What matters to you when dining?
As a patron of many of Portland’s best restaurants, I have come to expect menus to display information about where the meat and vegetables are sourced from. Portland has a great reputation for serving local organic food and being proud to advertise a ranch or farm on the menu. Painted Hills Beef. Oregon Country Beef. Sauvies Island Farms. and the like.
We visited a rather nice restaurant in Carver OR over the weekend called Stone Cliff Inn. Nestled above the Clackamas River, the restaurant affords amazing views of the Clackamas and surrounding area.

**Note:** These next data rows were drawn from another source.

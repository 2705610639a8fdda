// pins/engine.rs
use crate::pins::{Coordinate, GeocodeError, GeocodeStatus, Geocoder, PinBoard};
use crate::scan::{scan_listing_dir, ListingRecord, ScanError};
use chrono::Utc;
use std::collections::HashMap;
use std::path::PathBuf;
use std::sync::{Arc, Mutex, MutexGuard};
use std::time::{Duration, Instant};

/// Where poll cycles get their records from.
pub trait ListingSource {
    fn list(&self) -> Result<Vec<ListingRecord>, ScanError>;
}

/// Production source: a fresh directory scan per poll.
pub struct DirectorySource {
    dir: PathBuf,
}

impl DirectorySource {
    pub fn new(dir: PathBuf) -> Self {
        Self { dir }
    }
}

impl ListingSource for DirectorySource {
    fn list(&self) -> Result<Vec<ListingRecord>, ScanError> {
        scan_listing_dir(&self.dir)
    }
}

/// The poll/diff/geocode pipeline.
///
/// Each cycle lists the current records, diffs identifiers against the
/// board, geocodes pins it hasn't seen before, and drops pins whose
/// files vanished. A failed listing leaves the board untouched; stale
/// pins beat no pins.
pub struct PinEngine<S, G> {
    source: S,
    geocoder: G,
    board: Arc<Mutex<PinBoard>>,
}

impl<S: ListingSource, G: Geocoder> PinEngine<S, G> {
    pub fn new(source: S, geocoder: G) -> Self {
        Self {
            source,
            geocoder,
            board: Arc::new(Mutex::new(PinBoard::new())),
        }
    }

    /// Handle to the shared board, for the HTTP layer.
    pub fn board(&self) -> Arc<Mutex<PinBoard>> {
        Arc::clone(&self.board)
    }

    fn lock_board(&self) -> MutexGuard<'_, PinBoard> {
        match self.board.lock() {
            Ok(guard) => guard,
            Err(poisoned) => poisoned.into_inner(),
        }
    }

    /// One poll cycle.
    pub fn poll_once(&self) {
        let records = match self.source.list() {
            Ok(records) => records,
            Err(e) => {
                eprintln!("⚠️ Poll failed, keeping current pins: {e}");
                return;
            }
        };

        let to_geocode = self.apply_diff(records);

        for (identifier, address) in to_geocode {
            let outcome = self.geocoder.geocode(&address);
            self.apply_geocode(&identifier, &address, outcome);
        }
    }

    /// Diff the fresh records against the board. Returns the pins that
    /// need geocoding this cycle. Unchanged identifiers are left alone,
    /// whatever their status: a failed geocode stays failed until the
    /// file goes away and comes back.
    fn apply_diff(&self, records: Vec<ListingRecord>) -> Vec<(String, String)> {
        let fresh: HashMap<String, ListingRecord> = records
            .into_iter()
            .map(|r| (r.identifier.clone(), r))
            .collect();

        let mut board = self.lock_board();

        let gone: Vec<String> = board
            .identifiers()
            .into_iter()
            .filter(|id| !fresh.contains_key(id))
            .collect();
        for identifier in &gone {
            board.remove(identifier);
        }
        if !gone.is_empty() {
            eprintln!("🗑️ Removed {} vanished pin(s)", gone.len());
        }

        let mut to_geocode = Vec::new();
        for (identifier, record) in fresh {
            if board.contains(&identifier) {
                continue;
            }
            board.insert_pending(&record);
            to_geocode.push((identifier, record.address));
        }

        board.last_poll = Some(Utc::now());
        to_geocode
    }

    /// Store a geocode outcome, unless the pin was removed (or replaced)
    /// while the request was in flight.
    fn apply_geocode(
        &self,
        identifier: &str,
        address: &str,
        outcome: Result<Coordinate, GeocodeError>,
    ) {
        let mut board = self.lock_board();

        let Some(pin) = board.get_mut(identifier) else {
            eprintln!("🗑️ Dropping geocode result for removed pin {identifier}");
            return;
        };
        if pin.status != GeocodeStatus::Pending || pin.address != address {
            return;
        }

        match outcome {
            Ok(coordinates) => {
                pin.coordinates = Some(coordinates);
                pin.status = GeocodeStatus::Resolved;
                eprintln!(
                    "📍 {address} -> ({}, {})",
                    coordinates.lat, coordinates.lon
                );
            }
            Err(e) => {
                pin.status = GeocodeStatus::Failed;
                eprintln!("⚠️ Geocode failed for {address}: {e}");
            }
        }
    }

    /// Fixed-period poll loop. Cycles stay on schedule regardless of
    /// how the previous one went.
    pub fn run(self, interval: Duration) {
        eprintln!("🧵 Pin engine polling every {interval:?}");

        loop {
            let started = Instant::now();
            self.poll_once();

            let elapsed = started.elapsed();
            if elapsed < interval {
                std::thread::sleep(interval - elapsed);
            }
        }
    }
}
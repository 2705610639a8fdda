use std::env;
use std::net::SocketAddr;
use std::path::PathBuf;
use std::time::Duration;

const DEFAULT_ADDR: &str = "127.0.0.1:3000";
const DEFAULT_POLL_SECS: u64 = 30;

/// Runtime settings, read once at startup.
#[derive(Debug, Clone)]
pub struct Config {
    /// Directory holding the saved .mhtml listing files.
    pub listing_dir: PathBuf,
    pub bind_addr: SocketAddr,
    pub poll_interval: Duration,
}

impl Config {
    pub fn from_env() -> Result<Self, String> {
        let listing_dir = env::var("HOUSEPINS_DIR")
            .map(PathBuf::from)
            .unwrap_or_else(|_| PathBuf::from("."));

        let bind_addr: SocketAddr = env::var("HOUSEPINS_ADDR")
            .unwrap_or_else(|_| DEFAULT_ADDR.to_string())
            .parse()
            .map_err(|e| format!("HOUSEPINS_ADDR is not a socket address: {e}"))?;

        let poll_secs: u64 = match env::var("HOUSEPINS_POLL_SECS") {
            Ok(raw) => raw
                .parse()
                .map_err(|e| format!("HOUSEPINS_POLL_SECS is not a number: {e}"))?,
            Err(_) => DEFAULT_POLL_SECS,
        };

        Ok(Config {
            listing_dir,
            bind_addr,
            poll_interval: Duration::from_secs(poll_secs),
        })
    }
}
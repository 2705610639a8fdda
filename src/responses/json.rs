// responses/json.rs
use crate::errors::ServerError;
use crate::responses::ResultResp;
use astra::{Body, ResponseBuilder};
use serde::Serialize;

/// Serialize `value` into a JSON response. The API is open to any
/// origin, so a local map page can be served from elsewhere too.
pub fn json_response<T: Serialize>(value: &T) -> ResultResp {
    let body = serde_json::to_string(value).map_err(|_| ServerError::InternalError)?;

    let resp = ResponseBuilder::new()
        .status(200)
        .header("Content-Type", "application/json")
        .header("Access-Control-Allow-Origin", "*")
        .body(Body::from(body))
        .map_err(|_| ServerError::InternalError)?;

    Ok(resp)
}

/// JSON error body for `/api/*` routes.
pub fn json_error_response(status: u16, message: &str) -> ResultResp {
    let body = serde_json::json!({ "error": message }).to_string();

    let resp = ResponseBuilder::new()
        .status(status)
        .header("Content-Type", "application/json")
        .header("Access-Control-Allow-Origin", "*")
        .body(Body::from(body))
        .map_err(|_| ServerError::InternalError)?;

    Ok(resp)
}
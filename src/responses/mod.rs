pub mod errors;
pub mod file;
pub mod html;
pub mod json;

pub use errors::{error_to_response, html_error_response, ResultResp};
pub use file::listing_file_response;
pub use html::html_response;
pub use json::{json_error_response, json_response};
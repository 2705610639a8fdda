use crate::responses::ResultResp;
use astra::{Body, ResponseBuilder};
use maud::Markup;

pub fn html_response(markup: Markup) -> ResultResp {
    let body = markup.into_string();

    let resp = ResponseBuilder::new()
        .status(200)
        .header("Content-Type", "text/html; charset=utf-8")
        .body(Body::from(body))
        .unwrap();

    Ok(resp)
}
pub mod map;

pub use map::map_page;
use std::error::Error;
use std::fmt;

#[derive(Debug)]
pub enum ScanError {
    DirectoryUnavailable(String),
}

impl fmt::Display for ScanError {
    fn fmt(&self, f: &mut fmt::Formatter<'_>) -> fmt::Result {
        match self {
            ScanError::DirectoryUnavailable(msg) => {
                write!(f, "Listing directory unavailable: {msg}")
            }
        }
    }
}

impl Error for ScanError {}
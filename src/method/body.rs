//! Method body representation.

use crate::{
    flow::{FlowGraph, FlowGraphBuilder},
    il::{decode_stream, Instruction, Parser},
    method::ExceptionRegion,
    Result,
};

/// A method body: the decoded instruction stream plus its exception regions.
///
/// `MethodBody` is the unit of flow graph construction. It can wrap an already
/// decoded instruction stream ([`MethodBody::new`]) or decode one from raw IL
/// bytes ([`MethodBody::from_il`]).
///
/// # Examples
///
/// ```rust
/// use cilflow::MethodBody;
///
/// let body = MethodBody::from_il(&[0x00, 0x2A], vec![])?; // nop, ret
/// assert_eq!(body.instructions().len(), 2);
///
/// let graph = body.into_flow_graph()?;
/// assert_eq!(graph.block_count(), 1);
/// # Ok::<(), cilflow::Error>(())
/// ```
#[derive(Debug, Clone)]
pub struct MethodBody {
    instructions: Vec<Instruction>,
    exception_regions: Vec<ExceptionRegion>,
}

impl MethodBody {
    /// Wraps an already decoded instruction stream.
    ///
    /// The stream must be ordered with monotonically increasing offsets;
    /// inconsistencies surface during graph construction, not here.
    #[must_use]
    pub fn new(instructions: Vec<Instruction>, exception_regions: Vec<ExceptionRegion>) -> Self {
        Self {
            instructions,
            exception_regions,
        }
    }

    /// Decodes a method body from raw IL bytes.
    ///
    /// # Errors
    ///
    /// Any decoding error from [`decode_stream`].
    pub fn from_il(il: &[u8], exception_regions: Vec<ExceptionRegion>) -> Result<Self> {
        let mut parser = Parser::new(il);
        Ok(Self {
            instructions: decode_stream(&mut parser)?,
            exception_regions,
        })
    }

    /// The decoded instruction stream, in offset order.
    #[must_use]
    pub fn instructions(&self) -> &[Instruction] {
        &self.instructions
    }

    /// The exception region list, in clause order.
    #[must_use]
    pub fn exception_regions(&self) -> &[ExceptionRegion] {
        &self.exception_regions
    }

    /// Builds the control flow graph, consuming the body.
    ///
    /// Ownership of the instruction stream transfers to the graph, which hands
    /// out read-only slices of it per block. Use [`MethodBody::flow_graph`] to
    /// keep the body around.
    ///
    /// # Errors
    ///
    /// See [`FlowGraphBuilder::build`].
    pub fn into_flow_graph(self) -> Result<FlowGraph> {
        FlowGraphBuilder::build(self.instructions, &self.exception_regions)
    }

    /// Builds the control flow graph without consuming the body.
    ///
    /// Clones the instruction stream into the graph.
    ///
    /// # Errors
    ///
    /// See [`FlowGraphBuilder::build`].
    pub fn flow_graph(&self) -> Result<FlowGraph> {
        FlowGraphBuilder::build(self.instructions.clone(), &self.exception_regions)
    }
}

Its a large log cabin style building serving what would be considered by most as NW Cuisine. They offered fresh fish, steaks, and pasta. Overall, the place is top notch. I would recommend it to anyone.
My challenge with the restaurant though is that no where on the menu did it display where they sourced thier meat and vegetables. When I queried the waitress about where they get thier steaks (as that was my order,) she didn’t know. Hmmm. I enjoyed the meal, but in the back of my mind, I asked - I wonder if the brocolli is from Chile or Kansas and the steak is from a feedlot in California. Hmmmm.
Is advertising that the food is local a gimmick, or trend or required to be in a certain class of restaurant? Is this a Portland thing? Should we care? Well, I know my answer for the last question - yes I do care. Thoughts?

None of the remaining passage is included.